Les associations sont un acteur majeur de la solidarité dans notre pays. On le voit particulièrement dans le secteur de l’action sociale (défavorisés, réinsertion, aide alimentaire, aide aux devoirs, aide aux seniors…). Elles ont également un rôle essentiel dans le « vivre ensemble » avec leur présence essentielle dans les domaines culturel et sportif. Comment nos millions de clubs de sports pourraient-ils exister sans les milliers de bénévoles qui les animent ? Combien d’enfants peuvent ainsi bénéficier d’aide péri-scolaire qu’ils ne peuvent recevoir des parents ?
Mais les gouvernements macronistes qui se succèdent n’ont que faire de ce rôle primordial qu’elles assument. Rien à faire non plus des presque 2 millions de salariés (pour une partie en réinsertion) qui assistent les 16 millions de bénévoles engagés dans une citoyenneté active auprès de leurs concitoyens. Cette réalité, Macron et les siens ne l’ignorent pas : ils s’en moquent. Depuis plusieurs années, ils s’acharnent à « économiser » sur le dos des plus faibles. Bien évidemment les associations ont été leur cible. Les baisses de subventions ont pris une telle ampleur que les associations sont toutes aujourd’hui dans une grande difficulté budgétaire. Asphyxiées par cette austérité décrétée, elles sont incapables de payer les salaires et doivent licencier en masse.
Le projet de budget 2026 amplifie cette catastrophe : 45% des subventions sont à la baisse. Rappelons que si le budget cumulé du secteur associatif -qui représente 10% des emplois privés- est de 124 milliards d’€, 70% des associations n’ont pas ou peu de fonds propres. Résultat : 40% vont licencier ou envisagent de le faire et 30% vont réduire leurs activités… ou en annuler. A ces baisses de subventions s’ajoute la suppression des emplois aidés -encore par mesure d’économie !- dont le secteur était grand consommateur (la moitié des associations y faisaient appel).

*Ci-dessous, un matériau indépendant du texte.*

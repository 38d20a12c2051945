use anyhow::{Context, Result};
use clap::{Parser, Subcommand};
use std::path::PathBuf;
use tracing_subscriber::EnvFilter;

mod commands;

use rssagg::config::Config;
use rssagg::scraper::Scraper;
use rssagg::storage::{Database, DatabaseError};

#[derive(Parser, Debug)]
#[command(name = "rssagg", version, about = "RSS aggregator: scrape feeds, read posts from the ones you follow")]
struct Args {
    /// Config file (default: ~/.config/rssagg/config.toml)
    #[arg(long, global = true, value_name = "FILE")]
    config: Option<PathBuf>,

    /// SQLite database file, overrides config and DATABASE_PATH
    #[arg(long, global = true, value_name = "FILE")]
    database: Option<PathBuf>,

    #[command(subcommand)]
    command: Command,
}

#[derive(Subcommand, Debug)]
enum Command {
    /// Run the scraper until interrupted
    Serve {
        /// Feeds fetched in parallel per cycle
        #[arg(long)]
        concurrency: Option<usize>,
        /// Seconds between cycle starts
        #[arg(long)]
        interval_secs: Option<u64>,
    },
    /// Run a single scrape cycle and print what it did
    Scrape {
        /// Feeds fetched in this cycle
        #[arg(long)]
        concurrency: Option<usize>,
    },
    /// Manage users
    #[command(subcommand)]
    User(UserCommand),
    /// Register and list feeds
    #[command(subcommand)]
    Feed(FeedCommand),
    /// Follow and unfollow feeds
    #[command(subcommand)]
    Follow(FollowCommand),
    /// Newest posts from the feeds a user follows
    Posts {
        #[arg(long)]
        api_key: String,
        /// Number of posts (default 10, max 500)
        #[arg(long)]
        limit: Option<i64>,
    },
}

#[derive(Subcommand, Debug)]
enum UserCommand {
    /// Create a user and print its API key
    Create { name: String },
    /// Show the user owning an API key
    Show {
        #[arg(long)]
        api_key: String,
    },
}

#[derive(Subcommand, Debug)]
enum FeedCommand {
    /// Register a feed and follow it
    Add {
        #[arg(long)]
        api_key: String,
        name: String,
        url: String,
    },
    /// List every registered feed
    List,
}

#[derive(Subcommand, Debug)]
enum FollowCommand {
    /// Follow an existing feed
    Add {
        #[arg(long)]
        api_key: String,
        feed_id: i64,
    },
    /// List the feeds a user follows
    List {
        #[arg(long)]
        api_key: String,
    },
    /// Stop following a feed
    Remove {
        #[arg(long)]
        api_key: String,
        follow_id: i64,
    },
}

fn load_config(args: &Args) -> Result<Config> {
    let mut config = match args.config.clone().or_else(Config::default_path) {
        Some(path) => Config::load(&path)
            .with_context(|| format!("Failed to load config from {}", path.display()))?,
        None => Config::default(),
    };
    config.apply_env();
    if let Some(database) = &args.database {
        config.database_path = database.clone();
    }
    Ok(config)
}

async fn open_database(config: &Config) -> Result<Database> {
    let path = config
        .database_path
        .to_str()
        .ok_or_else(|| anyhow::anyhow!("Invalid UTF-8 in database path"))?;

    match Database::open(path).await {
        Ok(db) => Ok(db),
        Err(DatabaseError::InstanceLocked) => Err(anyhow::anyhow!(
            "Database '{}' is locked by another process. Please try again.",
            path
        )),
        Err(e) => Err(anyhow::anyhow!("Failed to open database: {}", e)),
    }
}

/// Resolves on SIGINT, or SIGTERM on Unix.
async fn shutdown_signal() -> Result<()> {
    #[cfg(unix)]
    {
        use tokio::signal::unix::{signal, SignalKind};
        let mut sigterm = signal(SignalKind::terminate())?;
        tokio::select! {
            result = tokio::signal::ctrl_c() => result?,
            _ = sigterm.recv() => {}
        }
    }
    #[cfg(not(unix))]
    tokio::signal::ctrl_c().await?;

    Ok(())
}

async fn serve(
    db: Database,
    mut config: Config,
    concurrency: Option<usize>,
    interval_secs: Option<u64>,
) -> Result<()> {
    if let Some(concurrency) = concurrency {
        config.concurrency = concurrency;
    }
    if let Some(interval_secs) = interval_secs {
        config.interval_secs = interval_secs;
    }
    config.validate()?;

    let scraper = Scraper::new(db, config.scraper_settings()?)
        .context("Failed to build HTTP client")?;
    let handle = scraper.spawn();

    shutdown_signal()
        .await
        .context("Failed to listen for shutdown signals")?;
    tracing::info!("Shutdown requested, waiting for the current cycle to finish");
    handle.shutdown().await;

    Ok(())
}

async fn scrape_once(db: Database, mut config: Config, concurrency: Option<usize>) -> Result<()> {
    if let Some(concurrency) = concurrency {
        config.concurrency = concurrency;
    }
    config.validate()?;

    let scraper = Scraper::new(db, config.scraper_settings()?)
        .context("Failed to build HTTP client")?;
    let report = scraper
        .run_cycle()
        .await
        .context("Failed to select feeds to fetch")?;
    commands::print_cycle(&report)
}

#[tokio::main]
async fn main() -> Result<()> {
    // Logs go to stderr so stdout carries only command output
    tracing_subscriber::fmt()
        .with_env_filter(
            EnvFilter::try_from_default_env().unwrap_or_else(|_| EnvFilter::new("info")),
        )
        .with_writer(std::io::stderr)
        .init();

    let args = Args::parse();
    let config = load_config(&args)?;
    let db = open_database(&config).await?;

    match args.command {
        Command::Serve {
            concurrency,
            interval_secs,
        } => serve(db, config, concurrency, interval_secs).await,
        Command::Scrape { concurrency } => scrape_once(db, config, concurrency).await,
        Command::User(UserCommand::Create { name }) => commands::create_user(&db, &name).await,
        Command::User(UserCommand::Show { api_key }) => commands::show_user(&db, &api_key).await,
        Command::Feed(FeedCommand::Add { api_key, name, url }) => {
            commands::add_feed(&db, &api_key, &name, &url).await
        }
        Command::Feed(FeedCommand::List) => commands::list_feeds(&db).await,
        Command::Follow(FollowCommand::Add { api_key, feed_id }) => {
            commands::follow_feed(&db, &api_key, feed_id).await
        }
        Command::Follow(FollowCommand::List { api_key }) => {
            commands::list_follows(&db, &api_key).await
        }
        Command::Follow(FollowCommand::Remove { api_key, follow_id }) => {
            commands::unfollow(&db, &api_key, follow_id).await
        }
        Command::Posts { api_key, limit } => commands::list_posts(&db, &api_key, limit).await,
    }
}

#[cfg(test)]
mod tests {
    use super::*;
    use clap::CommandFactory;

    #[test]
    fn test_cli_definition_is_valid() {
        Args::command().debug_assert();
    }

    #[test]
    fn test_parse_feed_add() {
        let args = Args::try_parse_from([
            "rssagg",
            "--database",
            "/tmp/x.db",
            "feed",
            "add",
            "--api-key",
            "abc",
            "Blog",
            "https://example.com/rss",
        ])
        .unwrap();

        assert_eq!(args.database, Some(PathBuf::from("/tmp/x.db")));
        match args.command {
            Command::Feed(FeedCommand::Add { api_key, name, url }) => {
                assert_eq!(api_key, "abc");
                assert_eq!(name, "Blog");
                assert_eq!(url, "https://example.com/rss");
            }
            other => panic!("unexpected command: {:?}", other),
        }
    }

    #[test]
    fn test_posts_requires_api_key() {
        assert!(Args::try_parse_from(["rssagg", "posts"]).is_err());
    }
}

Les services publics ayant été depuis une trentaine d’années sacrifiés sur l’autel de la « rigueur », les associations avaient pris le relais et limité l’impact de l’austérité décrétée sur les franges défavorisées de la société ; elles avaient participé à maintenir du lien social. Pour cela elles étaient souvent mandatées par les collectivités locales qui ne trouvaient plus, en leur sein, le personnel nécessaire. Sur cet angle encore, les évolutions gouvernementales ont été nuisibles, tant au secteur associatif qu’aux publics en besoin : la généralisation des appels d’offre et des appels à projet les mettent en situation de concurrence et les acculent à « dégraisser » pour être « compétitif ». Compétition dans ce secteur ! Absurdité… sauf pour le libéralisme qui marchandise tout au nom du profit.